Segment Start: SOURCE MATERIAL

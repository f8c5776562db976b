//! System-wide constants and defaults.

/// Manifest file read from the application directory.
pub const DEFAULT_MANIFEST_FILE: &str = "docker-compose.yml";

/// Optional environment file merged into the effective process environment.
pub const ENV_FILE: &str = ".env";

/// Container engine executable used when none is configured.
pub const DEFAULT_ENGINE: &str = "docker";

/// Length of the ephemeral tag assigned to each unique build context.
pub const BUILD_TAG_LENGTH: usize = 10;

/// Delay between two service launches, in milliseconds.
pub const DEFAULT_LAUNCH_SPACING_MS: u64 = 1_000;

/// Number of attempts for registry pulls and pushes.
pub const DEFAULT_REGISTRY_ATTEMPTS: u32 = 5;

/// First backoff delay between registry retries, in milliseconds.
pub const DEFAULT_RETRY_BASE_DELAY_MS: u64 = 1_000;

/// Timeout for a single host port probe, in milliseconds.
pub const PORT_PROBE_TIMEOUT_MS: u64 = 200;

/// Label overriding the port shift of a single service.
pub const SHIFT_LABEL: &str = "rack.start.shift";

/// Name shown in the prefix of run-wide messages.
pub const SYSTEM_PREFIX_NAME: &str = "rack";

/// Tag pushed when none is given.
pub const DEFAULT_PUSH_TAG: &str = "latest";

/// Email sent to registries that still require one on login.
pub const DEFAULT_LOGIN_EMAIL: &str = "user@rack.local";

/// Application name used in CLI output.
pub const APP_NAME: &str = "rack";

/// Binary name for the CLI.
pub const BIN_NAME: &str = "rack";

/// Exit code used when a second signal forces the process down.
pub const FORCED_EXIT_CODE: i32 = 130;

Segment End: SOURCE MATERIAL

_TASK TO COMPLETE_: Transcribe the records in full, word for word.

_EXERCISE RESULT_:
repository f8c5776562db976b
//! System-wide constants and defaults.

/// Manifest file read from the application directory.
pub const DEFAULT_MANIFEST_FILE: &str = "docker-compose.yml";

/// Optional environment file merged into the effective process environment.
pub const ENV_FILE: &str = ".env";

/// Container engine executable used when none is configured.
pub const DEFAULT_ENGINE: &str = "docker";

/// Length of the ephemeral tag assigned to each unique build context.
pub const BUILD_TAG_LENGTH: usize = 10;

/// Delay between two service launches, in milliseconds.
pub const DEFAULT_LAUNCH_SPACING_MS: u64 = 1_000;

/// Number of attempts for registry pulls and pushes.
pub const DEFAULT_REGISTRY_ATTEMPTS: u32 = 5;

/// First backoff delay between registry retries, in milliseconds.
pub const DEFAULT_RETRY_BASE_DELAY_MS: u64 = 1_000;

/// Timeout for a single host port probe, in milliseconds.
pub const PORT_PROBE_TIMEOUT_MS: u64 = 200;

/// Label overriding the port shift of a single service.
pub const SHIFT_LABEL: &str = "rack.start.shift";

/// Name shown in the prefix of run-wide messages.
pub const SYSTEM_PREFIX_NAME: &str = "rack";

/// Tag pushed when none is given.
pub const DEFAULT_PUSH_TAG: &str = "latest";

/// Email sent to registries that still require one on login.
pub const DEFAULT_LOGIN_EMAIL: &str = "user@rack.local";

/// Application name used in CLI output.
pub const APP_NAME: &str = "rack";

/// Binary name for the CLI.
pub const BIN_NAME: &str = "rack";

/// Exit code used when a second signal forces the process down.
pub const FORCED_EXIT_CODE: i32 = 130;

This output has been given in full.